-------- DATASET EXCERPTS --------

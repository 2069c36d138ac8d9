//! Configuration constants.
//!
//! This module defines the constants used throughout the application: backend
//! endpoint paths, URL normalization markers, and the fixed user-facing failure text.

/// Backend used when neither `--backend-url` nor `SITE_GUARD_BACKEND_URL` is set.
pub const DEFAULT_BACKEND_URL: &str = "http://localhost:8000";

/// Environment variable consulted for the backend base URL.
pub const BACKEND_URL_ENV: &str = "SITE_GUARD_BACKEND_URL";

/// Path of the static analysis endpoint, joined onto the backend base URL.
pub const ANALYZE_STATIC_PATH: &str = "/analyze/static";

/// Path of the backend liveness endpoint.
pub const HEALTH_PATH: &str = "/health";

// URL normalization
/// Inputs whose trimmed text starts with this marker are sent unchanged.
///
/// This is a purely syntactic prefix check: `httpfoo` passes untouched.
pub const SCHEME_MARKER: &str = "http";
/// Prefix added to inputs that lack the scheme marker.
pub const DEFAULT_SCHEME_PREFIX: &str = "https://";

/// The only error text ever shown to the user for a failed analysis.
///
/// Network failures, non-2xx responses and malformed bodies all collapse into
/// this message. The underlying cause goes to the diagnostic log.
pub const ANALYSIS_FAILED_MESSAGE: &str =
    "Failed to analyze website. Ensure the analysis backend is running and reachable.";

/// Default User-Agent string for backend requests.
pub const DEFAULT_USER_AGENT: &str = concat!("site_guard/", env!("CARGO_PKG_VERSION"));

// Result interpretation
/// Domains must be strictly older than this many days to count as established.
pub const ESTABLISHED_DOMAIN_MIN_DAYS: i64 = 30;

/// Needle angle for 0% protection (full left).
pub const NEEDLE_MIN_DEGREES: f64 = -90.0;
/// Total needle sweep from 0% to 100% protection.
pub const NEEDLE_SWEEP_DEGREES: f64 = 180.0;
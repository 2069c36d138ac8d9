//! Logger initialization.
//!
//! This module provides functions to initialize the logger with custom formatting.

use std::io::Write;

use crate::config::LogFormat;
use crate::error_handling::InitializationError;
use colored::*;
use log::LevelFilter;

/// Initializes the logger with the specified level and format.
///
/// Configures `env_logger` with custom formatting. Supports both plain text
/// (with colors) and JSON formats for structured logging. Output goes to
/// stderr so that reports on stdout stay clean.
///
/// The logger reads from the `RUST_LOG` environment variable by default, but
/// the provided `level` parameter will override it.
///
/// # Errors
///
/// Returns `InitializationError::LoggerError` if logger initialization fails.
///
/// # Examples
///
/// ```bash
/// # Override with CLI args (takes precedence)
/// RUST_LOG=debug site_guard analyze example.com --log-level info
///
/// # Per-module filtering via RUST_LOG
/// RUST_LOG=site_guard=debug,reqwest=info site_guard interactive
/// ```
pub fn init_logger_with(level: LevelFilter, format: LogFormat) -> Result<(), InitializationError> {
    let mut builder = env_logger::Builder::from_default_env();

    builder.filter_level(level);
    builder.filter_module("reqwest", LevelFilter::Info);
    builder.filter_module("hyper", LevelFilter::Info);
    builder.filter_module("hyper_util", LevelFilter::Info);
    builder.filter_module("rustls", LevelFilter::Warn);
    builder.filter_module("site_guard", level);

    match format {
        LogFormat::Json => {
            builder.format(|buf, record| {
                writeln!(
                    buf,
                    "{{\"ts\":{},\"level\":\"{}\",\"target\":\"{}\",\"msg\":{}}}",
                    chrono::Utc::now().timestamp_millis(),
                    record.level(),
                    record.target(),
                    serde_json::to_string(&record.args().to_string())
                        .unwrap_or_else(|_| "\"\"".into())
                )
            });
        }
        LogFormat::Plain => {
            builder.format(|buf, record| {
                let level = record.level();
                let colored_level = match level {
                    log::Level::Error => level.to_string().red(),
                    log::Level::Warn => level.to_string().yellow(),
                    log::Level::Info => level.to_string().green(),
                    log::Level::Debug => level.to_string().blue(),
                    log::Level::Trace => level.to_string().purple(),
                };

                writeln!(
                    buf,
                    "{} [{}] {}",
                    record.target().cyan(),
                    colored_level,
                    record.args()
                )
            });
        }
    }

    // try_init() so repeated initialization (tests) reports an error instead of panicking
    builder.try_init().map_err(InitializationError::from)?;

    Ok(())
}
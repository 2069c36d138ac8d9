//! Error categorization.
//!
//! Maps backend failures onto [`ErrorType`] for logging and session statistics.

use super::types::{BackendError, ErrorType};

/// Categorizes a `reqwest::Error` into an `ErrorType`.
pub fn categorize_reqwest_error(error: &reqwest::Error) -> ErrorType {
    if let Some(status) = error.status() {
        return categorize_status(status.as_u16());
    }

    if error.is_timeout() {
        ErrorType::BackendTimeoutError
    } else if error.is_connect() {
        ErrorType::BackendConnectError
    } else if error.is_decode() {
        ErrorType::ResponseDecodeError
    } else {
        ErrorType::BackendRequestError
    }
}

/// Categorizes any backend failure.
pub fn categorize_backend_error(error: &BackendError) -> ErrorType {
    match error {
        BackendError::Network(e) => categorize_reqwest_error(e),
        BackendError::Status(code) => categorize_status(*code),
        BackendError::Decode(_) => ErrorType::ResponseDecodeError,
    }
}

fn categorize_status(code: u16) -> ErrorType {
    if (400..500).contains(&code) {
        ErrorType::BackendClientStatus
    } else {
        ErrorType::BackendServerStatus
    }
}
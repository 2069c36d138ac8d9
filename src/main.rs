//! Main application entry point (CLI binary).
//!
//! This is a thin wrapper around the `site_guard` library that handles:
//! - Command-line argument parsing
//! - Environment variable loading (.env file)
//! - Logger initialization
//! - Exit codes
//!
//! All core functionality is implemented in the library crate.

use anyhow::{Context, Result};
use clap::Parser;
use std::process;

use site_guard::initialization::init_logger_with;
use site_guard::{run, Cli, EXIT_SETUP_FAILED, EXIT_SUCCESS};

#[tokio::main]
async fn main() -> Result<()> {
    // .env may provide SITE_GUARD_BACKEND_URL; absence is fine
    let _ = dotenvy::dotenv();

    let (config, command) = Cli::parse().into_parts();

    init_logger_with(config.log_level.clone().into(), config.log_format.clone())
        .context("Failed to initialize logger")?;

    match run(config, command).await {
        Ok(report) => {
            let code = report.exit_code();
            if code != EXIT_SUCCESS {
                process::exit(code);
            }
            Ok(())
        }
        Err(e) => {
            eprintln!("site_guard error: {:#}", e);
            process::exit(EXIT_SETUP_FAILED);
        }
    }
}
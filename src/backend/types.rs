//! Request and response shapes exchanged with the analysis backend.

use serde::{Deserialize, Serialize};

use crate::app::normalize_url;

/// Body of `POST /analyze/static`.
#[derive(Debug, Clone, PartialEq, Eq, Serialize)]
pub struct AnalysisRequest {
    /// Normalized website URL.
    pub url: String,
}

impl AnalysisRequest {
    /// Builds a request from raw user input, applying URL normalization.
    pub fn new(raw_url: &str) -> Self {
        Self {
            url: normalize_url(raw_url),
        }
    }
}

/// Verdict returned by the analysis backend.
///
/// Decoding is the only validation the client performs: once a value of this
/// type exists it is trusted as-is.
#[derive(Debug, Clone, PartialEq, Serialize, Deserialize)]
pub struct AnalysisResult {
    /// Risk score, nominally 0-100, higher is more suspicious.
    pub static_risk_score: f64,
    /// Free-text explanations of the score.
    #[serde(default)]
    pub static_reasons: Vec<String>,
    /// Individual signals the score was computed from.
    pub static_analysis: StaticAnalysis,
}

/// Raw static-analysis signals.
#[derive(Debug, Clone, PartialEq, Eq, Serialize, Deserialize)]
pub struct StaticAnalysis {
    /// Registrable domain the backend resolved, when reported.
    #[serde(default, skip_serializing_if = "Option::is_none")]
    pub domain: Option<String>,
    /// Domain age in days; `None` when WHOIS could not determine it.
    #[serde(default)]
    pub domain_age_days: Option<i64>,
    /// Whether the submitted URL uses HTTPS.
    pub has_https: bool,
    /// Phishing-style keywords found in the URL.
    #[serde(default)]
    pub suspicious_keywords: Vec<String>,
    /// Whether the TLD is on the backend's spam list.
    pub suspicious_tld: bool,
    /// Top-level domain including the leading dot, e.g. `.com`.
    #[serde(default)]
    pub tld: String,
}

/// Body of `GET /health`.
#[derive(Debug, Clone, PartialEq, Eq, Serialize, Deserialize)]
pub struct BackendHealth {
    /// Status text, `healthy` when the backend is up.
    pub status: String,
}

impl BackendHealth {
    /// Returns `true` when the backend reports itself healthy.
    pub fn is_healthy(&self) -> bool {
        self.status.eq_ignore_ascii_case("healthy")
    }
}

--------

**THE PROBLEM**: Line count for the string "Body": give the number of lines in the listing that hold it, with no other output.

**ANSWER SECTION**: 2